自賠責保険では、1日当たりの金額を4300円とし、これに通院日数(実際に通院した日数)を2倍したものを乗じることによる金額と、治療期間中の日数に4300円を乗じた金額とを比較して、どちらか安い方が支払われます。

多くの場合、前者の算定方法(通院日数の2倍)が適用されます。

例えば、3か月の通院期間のうち、毎週1回ずつ、12日間通院した場合の慰謝料は、4300円×12日×2=10万3200円となります。

日数を基準として算定するので、通院日数が多いほど、慰謝料額も、高くなることになります。

ただし、けがに対する自賠責保険の金額は、上限が120万円と定められており、このなかには、医療費や休業損害、通院交通費などに対する支払も含まれるので、慰謝料以外の項目の金額が高額であるような場合には、所定の慰謝料の一部の支払にとどまる場合もあります。

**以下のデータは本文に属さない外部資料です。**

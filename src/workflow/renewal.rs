//! Renewal sub-workflow.
//!
//! Renewals form an append-only log on the permit. Only the tail is ever
//! mutated, and every change to it moves the parent status in the same call,
//! so the pair is written together or not at all.

use chrono::{DateTime, Duration, Utc};
use uuid::Uuid;

use crate::error::PermitError;

use super::permit::{Permit, Rejection, Renewal, RenewalSignatures, Signature};
use super::request::{RenewalDecision, RenewalProposal, SignOffPayload};
use super::status::{RenewalStatus, Role};

/// Reason recorded on a pending renewal when its parent permit is rejected.
pub const PARENT_REJECTED_REASON: &str = "Parent Permit Rejected";

/// Validate and append a renewal request.
///
/// While the permit is still in its own first review cycle the renewal is
/// bundled with it and the parent status is left alone; otherwise the parent
/// moves to `Renewal Pending Review`.
pub fn propose(
    permit: &mut Permit,
    proposal: &RenewalProposal,
    actor: &str,
    max_hours: u32,
    now: DateTime<Utc>,
) -> Result<(), PermitError> {
    let window = proposal.window();

    if window.to <= window.from {
        return Err(PermitError::InvalidRenewalWindow);
    }
    if !permit.validity_window.contains(&window) {
        return Err(PermitError::OutOfBounds);
    }
    if window.duration() > Duration::hours(i64::from(max_hours)) {
        return Err(PermitError::DurationExceeded {
            hours: window.duration().num_minutes() as f64 / 60.0,
            max_hours,
        });
    }
    if let Some(tail) = permit.tail_renewal()
        && !tail.status.is_terminal()
    {
        return Err(PermitError::PendingRenewalExists(tail.status.to_string()));
    }
    // Rejected renewals never constrain the next window.
    if let Some(prior) = permit.last_approved_renewal()
        && window.from < prior.window.to
    {
        return Err(PermitError::Overlap {
            prior_end: prior.window.to.to_rfc3339(),
        });
    }

    permit.renewals.push(Renewal {
        id: Uuid::new_v4().to_string(),
        status: RenewalStatus::PendingReview,
        window,
        readings: proposal.readings.clone(),
        signatures: RenewalSignatures {
            requester: Some(Signature::new(actor, now)),
            ..Default::default()
        },
        rejection: None,
        requested_at: now,
    });

    if !permit.status.in_initial_cycle() {
        sync_parent(permit);
    }
    Ok(())
}

/// Reviewer sign-off on the tail renewal.
pub fn review(
    permit: &mut Permit,
    renewal_id: Option<&str>,
    actor: &str,
    now: DateTime<Utc>,
) -> Result<(), PermitError> {
    let tail = tail_for_update(permit, renewal_id)?;
    tail.status = RenewalStatus::PendingApproval;
    tail.signatures.reviewer = Some(Signature::new(actor, now));
    sync_parent(permit);
    Ok(())
}

/// Approver sign-off on the tail renewal.
pub fn approve(
    permit: &mut Permit,
    renewal_id: Option<&str>,
    actor: &str,
    now: DateTime<Utc>,
) -> Result<(), PermitError> {
    let tail = tail_for_update(permit, renewal_id)?;
    tail.status = RenewalStatus::Approved;
    tail.signatures.approver = Some(Signature::new(actor, now));
    sync_parent(permit);
    Ok(())
}

/// Reject the tail renewal; the permit returns to `Active`.
pub fn reject(
    permit: &mut Permit,
    renewal_id: Option<&str>,
    role: Role,
    actor: &str,
    reason: &str,
    now: DateTime<Utc>,
) -> Result<(), PermitError> {
    let tail = tail_for_update(permit, renewal_id)?;
    mark_rejected(tail, role, actor, reason, now);
    sync_parent(permit);
    Ok(())
}

/// Decide the renewal bundled with the permit's first review/approval.
///
/// Applies only while exactly one renewal exists. A pending bundled renewal
/// must be decided explicitly; one already rejected by the reviewer stays
/// rejected whatever the approver says.
pub fn decide_bundled(
    permit: &mut Permit,
    role: Role,
    actor: &str,
    sign_off: &SignOffPayload,
    now: DateTime<Utc>,
) -> Result<(), PermitError> {
    if permit.renewals.len() != 1 {
        return Ok(());
    }
    let permit_id = permit.id.clone();
    let tail = tail_for_update(permit, sign_off.renewal_id.as_deref())?;

    let expected = match role {
        Role::Reviewer => RenewalStatus::PendingReview,
        Role::Approver => RenewalStatus::PendingApproval,
        Role::Requester => return Ok(()),
    };

    if tail.status != expected {
        if tail.status == RenewalStatus::Rejected
            && sign_off.renewal_decision == Some(RenewalDecision::Accept)
        {
            tracing::warn!(
                permit = %permit_id,
                renewal = %tail.id,
                "ignoring accept on a renewal rejected at review"
            );
        }
        return Ok(());
    }

    let decision = sign_off.renewal_decision.ok_or_else(|| {
        PermitError::InvalidPayload(format!(
            "renewal {} is {}; renewal_decision is required",
            tail.id, tail.status
        ))
    })?;

    match (decision, role) {
        (RenewalDecision::Accept, Role::Reviewer) => {
            tail.status = RenewalStatus::PendingApproval;
            tail.signatures.reviewer = Some(Signature::new(actor, now));
        }
        (RenewalDecision::Accept, _) => {
            tail.status = RenewalStatus::Approved;
            tail.signatures.approver = Some(Signature::new(actor, now));
        }
        (RenewalDecision::Reject, _) => {
            let reason = sign_off
                .renewal_reason
                .as_deref()
                .filter(|r| !r.trim().is_empty())
                .unwrap_or("Rejected with permit sign-off");
            mark_rejected(tail, role, actor, reason, now);
        }
    }
    Ok(())
}

/// Force a pending tail renewal to `rejected` because its parent was rejected.
pub fn cascade_parent_rejection(
    permit: &mut Permit,
    role: Role,
    actor: &str,
    now: DateTime<Utc>,
) {
    if let Some(tail) = permit.tail_renewal_mut()
        && !tail.status.is_terminal()
    {
        mark_rejected(tail, role, actor, PARENT_REJECTED_REASON, now);
    }
}

fn mark_rejected(
    renewal: &mut Renewal,
    role: Role,
    actor: &str,
    reason: &str,
    now: DateTime<Utc>,
) {
    renewal.status = RenewalStatus::Rejected;
    renewal.rejection = Some(Rejection {
        by: actor.to_string(),
        at: now,
        reason: reason.to_string(),
        rejected_at_role: role,
    });
}

fn tail_for_update<'a>(
    permit: &'a mut Permit,
    renewal_id: Option<&str>,
) -> Result<&'a mut Renewal, PermitError> {
    let permit_id = permit.id.clone();
    let tail = permit.tail_renewal_mut().ok_or_else(|| PermitError::NotFound {
        entity: "renewal",
        id: format!("{permit_id}/tail"),
    })?;
    if let Some(id) = renewal_id
        && id != tail.id
    {
        return Err(PermitError::NotFound {
            entity: "renewal",
            id: format!("{permit_id}/{id}"),
        });
    }
    Ok(tail)
}

fn sync_parent(permit: &mut Permit) {
    if let Some(tail) = permit.tail_renewal() {
        permit.status = tail.status.parent_status();
    }
}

上記の通院の例で、医療費と休業損害を合わせた金額がが115万円となってしまった場合には、自賠責保険からの慰謝料の支払いは、残り5万円しか支払われないことになります。

3 裁判所または示談の場合

この場合は、日数ではなく、期間に応じて応じて目安となる金額が定まっており、通院期間3か月に対する裁判での基準額は53万円となります。

これは、裁判での判決を前提とした金額であり、裁判とはならずに示談(話し合い)にて解決した場合は、上記の8割程度の金額にて合意することが多いとされています。

4 両者の比較

多くの場合、裁判所での基準によった慰謝料額のほうが高くなります。

しかし、通院日数が多かったり、被害者の過失割合が大きい場合には、自賠責保険から支払われる金額の方が大きくなる場合があります。

これは、自賠責保険が、期間ではなく日数を基礎として算定していることのほかに、自賠責保険では、被害者に過失がある場合でも、過失相殺の範囲が限定されていることによるものです。

自賠責保険では、被害者の過失割合が7割以上である場合を除き、過失相殺はしないこととされています。

自賠責保険による基準と、裁判での基準とのいずれによるほうが有利かについては、専門的な知識に基づく検討が必要となりますので、専門家である弁護士に相談されることをお勧めします。